WatchSeeLookView Binge Edition - Devs

Finding stuff to binge watch at the moment is not really a problem. There’s a plethora of series to sink your teeth into on a wide variety of streaming platforms. The only problem is that often there are several series worth of stuff to get through before you’re up to date / at the end on a particular show. For the most part, that’s great at the moment while we’re not going anywhere but sometimes you just want something longer than a film but with a beginning, middle and end that doesn't run on forever.
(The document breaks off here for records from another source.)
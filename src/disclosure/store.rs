//! Dataset parsing and the shared, read-only full graph.

use std::sync::Arc;

use log::{info, warn};
use serde::Deserialize;
use serde_json::{Map, Value};

use super::config::RootSelector;
use super::error::LoadError;
use super::model::{Edge, FullGraph, Node, NodeAttributes};
use super::visibility::find_root;

/// Ids may be exported as strings or as integers.
#[derive(Deserialize)]
#[serde(untagged)]
enum RawId {
	Text(String),
	Number(i64),
}

impl From<RawId> for String {
	fn from(id: RawId) -> Self {
		match id {
			RawId::Text(s) => s,
			RawId::Number(n) => n.to_string(),
		}
	}
}

#[derive(Deserialize)]
struct RawAttributes {
	name: String,
	#[serde(default)]
	url: Option<String>,
	#[serde(flatten)]
	extra: Map<String, Value>,
}

#[derive(Deserialize)]
struct RawNode {
	id: RawId,
	#[serde(default)]
	labels: Vec<String>,
	attributes: RawAttributes,
}

#[derive(Deserialize)]
struct RawEdge {
	#[serde(alias = "sourceId")]
	source: RawId,
	#[serde(alias = "targetId")]
	target: RawId,
	#[serde(default)]
	label: String,
	#[serde(default)]
	attributes: Map<String, Value>,
}

#[derive(Deserialize)]
struct RawDataset {
	nodes: Vec<RawNode>,
	#[serde(default)]
	edges: Vec<RawEdge>,
}

impl From<RawNode> for Node {
	fn from(raw: RawNode) -> Self {
		let url = raw.attributes.url.filter(|u| !u.trim().is_empty());
		Node {
			id: raw.id.into(),
			labels: raw.labels,
			attributes: NodeAttributes {
				name: raw.attributes.name,
				url,
				extra: raw.attributes.extra,
			},
		}
	}
}

impl From<RawEdge> for Edge {
	fn from(raw: RawEdge) -> Self {
		Edge {
			source: raw.source.into(),
			target: raw.target.into(),
			label: raw.label,
			attributes: raw.attributes,
		}
	}
}

/// Owner of the full dataset. Cloning shares the same graph.
#[derive(Clone, Debug)]
pub struct GraphStore {
	graph: Arc<FullGraph>,
}

impl GraphStore {
	/// Parses a JSON dataset and checks that `root` selects a node.
	pub fn load(source: &str, root: &RootSelector) -> Result<Self, LoadError> {
		let raw: RawDataset = serde_json::from_str(source)?;
		let nodes = raw.nodes.into_iter().map(Node::from).collect();
		let edges = raw.edges.into_iter().map(Edge::from).collect();
		Self::from_graph(FullGraph::new(nodes, edges)?, root)
	}

	/// Wraps an already built graph after checking the root.
	pub fn from_graph(graph: FullGraph, root: &RootSelector) -> Result<Self, LoadError> {
		find_root(&graph, root)?;

		let dangling = graph.dangling_edges().count();
		if dangling > 0 {
			warn!("{} edges reference unknown nodes and will never be shown", dangling);
		}
		info!(
			"Loaded graph with {} nodes and {} edges",
			graph.nodes().len(),
			graph.edges().len()
		);
		Ok(Self {
			graph: Arc::new(graph),
		})
	}

	/// The full graph.
	pub fn graph(&self) -> &FullGraph {
		&self.graph
	}

	/// Shared handle to the full graph.
	pub fn shared(&self) -> Arc<FullGraph> {
		Arc::clone(&self.graph)
	}
}

#[cfg(test)]
mod tests {
	use super::*;
	use crate::disclosure::error::RootNotFoundError;

	const DATASET: &str = r#"{
		"nodes": [
			{"id": 1, "labels": ["HIMO"], "attributes": {"name": "HIMO"}},
			{"id": "2", "labels": ["Fonds", "Archive"], "attributes": {"name": "Fonds A", "url": "https://example.org", "year": 1920}},
			{"id": 3, "labels": ["Series"], "attributes": {"name": "Series B", "url": ""}}
		],
		"edges": [
			{"source": 1, "target": 2, "label": "child", "attributes": {}},
			{"sourceId": "1", "targetId": 3, "label": "child"},
			{"source": 3, "target": 99, "label": "child"}
		]
	}"#;

	#[test]
	fn loads_nodes_edges_and_typed_attributes() {
		let store = GraphStore::load(DATASET, &RootSelector::default()).unwrap();
		let g = store.graph();
		assert_eq!(g.nodes().len(), 3);
		assert_eq!(g.edges().len(), 3);

		let fonds = g.node("2").unwrap();
		assert_eq!(fonds.primary_label(), Some("Fonds"));
		assert_eq!(fonds.url(), Some("https://example.org"));
		assert_eq!(fonds.attributes.extra.get("year"), Some(&Value::from(1920)));

		// Empty url strings carry no link.
		assert_eq!(g.node("3").unwrap().url(), None);
		assert_eq!(g.outgoing("1").count(), 2);
	}

	#[test]
	fn missing_root_is_a_load_error() {
		let err = GraphStore::load(DATASET, &RootSelector::PrimaryLabel("Nope".into())).unwrap_err();
		assert_eq!(
			err,
			LoadError::RootNotFound(RootNotFoundError {
				selector: "primary-label=Nope".into()
			})
		);
	}

	#[test]
	fn malformed_documents_are_parse_errors() {
		let cases = [
			"not json",
			r#"{"edges": []}"#,
			r#"{"nodes": [{"id": 1, "labels": ["HIMO"], "attributes": {}}]}"#,
			r#"{"nodes": [{"id": 1, "labels": ["HIMO"], "attributes": {"name": "x", "url": 5}}]}"#,
		];
		for case in cases {
			let err = GraphStore::load(case, &RootSelector::default()).unwrap_err();
			assert!(matches!(err, LoadError::Parse(_)), "{case}: {err:?}");
		}
	}

	#[test]
	fn clones_share_the_graph() {
		let store = GraphStore::load(DATASET, &RootSelector::default()).unwrap();
		let other = store.clone();
		assert!(Arc::ptr_eq(&store.shared(), &other.shared()));
	}
}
Devs fits quite handily into this mold.

Devs
Season One, Eps 1-8
In A Nutshell:- A programmer uncovers something sinister going on at tech company Amaya…
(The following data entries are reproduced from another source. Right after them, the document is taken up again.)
//! Greedy word wrapping of node names.

/// Measures rendered text width in pixels.
pub trait TextMeasure {
	/// Width of `text` in pixels.
	fn width(&self, text: &str) -> f64;
}

/// Every character advances by the same amount. Good enough off-screen.
#[derive(Clone, Copy, Debug)]
pub struct FixedAdvance(pub f64);

impl TextMeasure for FixedAdvance {
	fn width(&self, text: &str) -> f64 {
		text.chars().count() as f64 * self.0
	}
}

/// Splits `text` on whitespace into lines no wider than `max_width`. A single
/// word wider than the limit gets a line of its own.
pub fn wrap_label(text: &str, max_width: f64, measure: &impl TextMeasure) -> Vec<String> {
	let mut lines = Vec::new();
	let mut line: Vec<&str> = Vec::new();

	for word in text.split_whitespace() {
		line.push(word);
		if line.len() > 1 && measure.width(&line.join(" ")) > max_width {
			line.pop();
			lines.push(line.join(" "));
			line = vec![word];
		}
	}
	lines.push(line.join(" "));
	lines
}
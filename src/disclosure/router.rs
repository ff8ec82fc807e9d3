//! Turns renderer gestures into disclosure commands.

use log::{debug, info};

use super::error::ExpandError;
use super::model::{NodeId, Position};
use super::session::Session;
use super::visibility::{ExpansionDelta, VisibleGraph};

/// The layout collaborator as seen by the engine. Positions are owned by the
/// layout and read back each tick.
pub trait Layout {
	/// Current position of `id`, if the layout holds it.
	fn position(&self, id: &str) -> Option<Position>;
	/// Adds the nodes and edges of `delta`, seeding nodes at their visible
	/// positions.
	fn insert(&mut self, delta: &ExpansionDelta, visible: &VisibleGraph);
	/// Fixes `id` at a position, or frees it with `None`.
	fn set_pinned(&mut self, id: &str, pinned: Option<Position>);
	/// Restarts the simulation with at least `energy`.
	fn reheat(&mut self, energy: f64);
	/// Level the simulation energy relaxes toward.
	fn set_energy_target(&mut self, target: f64);
}

/// Pointer input on a node, reported by the renderer.
#[derive(Clone, Debug, PartialEq)]
pub enum Gesture {
	/// Press and release without moving.
	Tap(NodeId),
	/// The pointer started dragging a node.
	DragStart {
		/// Dragged node.
		node: NodeId,
		/// Pointer in graph space.
		pointer: Position,
	},
	/// The dragged node followed the pointer.
	DragMove {
		/// Dragged node.
		node: NodeId,
		/// Pointer in graph space.
		pointer: Position,
	},
	/// The pointer let go of a node.
	DragEnd(NodeId),
}

/// Fire-and-forget actions for the host. Never feeds back into graph state.
#[derive(Clone, Debug, PartialEq, Eq)]
pub enum SideEffect {
	/// Open the URL in a new browsing context.
	OpenExternal(String),
}

/// What one gesture did.
#[derive(Clone, Debug, Default, PartialEq)]
pub struct Outcome {
	/// What became visible.
	pub delta: ExpansionDelta,
	/// Action left to the host.
	pub effect: Option<SideEffect>,
}

/// Applies one gesture to the session and mirrors the result into `layout`.
pub fn dispatch(
	session: &mut Session,
	layout: &mut impl Layout,
	gesture: Gesture,
) -> Result<Outcome, ExpandError> {
	match gesture {
		Gesture::Tap(id) => tap(session, layout, &id),
		Gesture::DragStart { node, pointer } => {
			let visible = session.controller.visible_mut();
			if session.locks.begin_drag(visible, &node, pointer) {
				layout.set_pinned(&node, Some(pointer));
				layout.set_energy_target(session.config.drag_energy_target);
				layout.reheat(session.config.drag_energy_target);
			}
			Ok(Outcome::default())
		}
		Gesture::DragMove { node, pointer } => {
			let visible = session.controller.visible_mut();
			if session.locks.drag_to(visible, &node, pointer) {
				layout.set_pinned(&node, Some(pointer));
			}
			Ok(Outcome::default())
		}
		Gesture::DragEnd(node) => {
			layout.set_energy_target(0.0);
			let visible = session.controller.visible_mut();
			if session.locks.release_immediately(visible, &node) {
				layout.set_pinned(&node, None);
			}
			Ok(Outcome::default())
		}
	}
}

fn tap(session: &mut Session, layout: &mut impl Layout, id: &str) -> Result<Outcome, ExpandError> {
	let node = session
		.full()
		.node(id)
		.filter(|_| session.visible().contains(id))
		.ok_or_else(|| ExpandError::NotVisible(id.to_string()))?;

	if let Some(url) = node.url() {
		info!("Opening {} for node {}", url, id);
		return Ok(Outcome {
			delta: ExpansionDelta::default(),
			effect: Some(SideEffect::OpenExternal(url.to_string())),
		});
	}

	session.sync_positions(&*layout);
	let Session {
		controller,
		locks,
		config,
		rng,
		..
	} = session;

	let delta = controller.expand(id, rng)?;
	if !delta.is_empty() {
		layout.insert(&delta, controller.visible());
	}

	let visible = controller.visible_mut();
	let at = visible.node(id).map(|n| n.position).unwrap_or_default();
	locks.pin(visible, id, at);
	layout.set_pinned(id, Some(at));
	layout.reheat(config.expand_energy);
	locks.schedule_release(id, config.settle_ms);
	debug!("Pinned {} for {} ms", id, config.settle_ms);

	Ok(Outcome {
		delta,
		effect: None,
	})
}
The Good:- It’s television that unfolds at it’s own pace and isn’t afraid to let viewers dangle a bit as they work out what’s going on - in pacing terms, it’s more reminiscent of something that would have produced in the 1970s by the Beeb or ITV rather than a modern American drama (given that I’ve been spending my time watching quite a bit of classic cult TV from the 60s and 70s, I clearly don’t think that’s a bad thing). Nick Offerman channels the quieter side of Ron Swanson into something effectively menacing and Alison Pill is suitably creepy, giving a performance that manages to be suitably creepy. There’s a distinctive sense of style and effective use of looping and overlapping characters during some scenes, combined with a score that amps the unsettling feeling of the whole thing.
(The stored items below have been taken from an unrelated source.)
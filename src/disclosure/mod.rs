//! Progressive disclosure engine: drawing-independent state and transitions.

pub mod config;
pub mod error;
pub mod lock;
pub mod model;
pub mod router;
pub mod session;
pub mod store;
pub mod style;
pub mod visibility;
pub mod wrap;

pub use config::{DisclosureConfig, RootSelector};
pub use error::{ExpandError, LoadError, RootNotFoundError};
pub use lock::{ExpansionLockCoordinator, ReleaseHandle};
pub use model::{Edge, FullGraph, Node, NodeAttributes, NodeId, Position};
pub use router::{Gesture, Layout, Outcome, SideEffect, dispatch};
pub use session::Session;
pub use store::GraphStore;
pub use style::{NodeStyle, NodeView};
pub use visibility::{ExpansionDelta, VisibilityController, VisibleEdge, VisibleGraph};
pub use wrap::{TextMeasure, wrap_label};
The Bad:- The flipside to it being paced like a 70s BBC sci fi show is that, if you have a low tolerance for that sort and want your drama to be -pelted at your eyeballs at high speed, this might not be for you. Sonoya Mizuno as Lily doesn’t really vary her expressions much between stunned and stunned-but-with-a-scowl which I was beginning to find a little tiresome by the end.

Side Note:- I didn't actually binge this one as such (i.e. I didn't watch a chunk of episodes back to back). I watched an episode a day and that seemed to work quite well for this - stretching out over a week fitted the languid pace of the show.

The Verdict:- If you want something that takes its time to tell the story it has to tell, has its sci fi elements rooted in modern concerns and has a defined ending (if there’s a Dev 2, I’ve got no idea what else they could do with it) then this is worth the eight episodes of your time.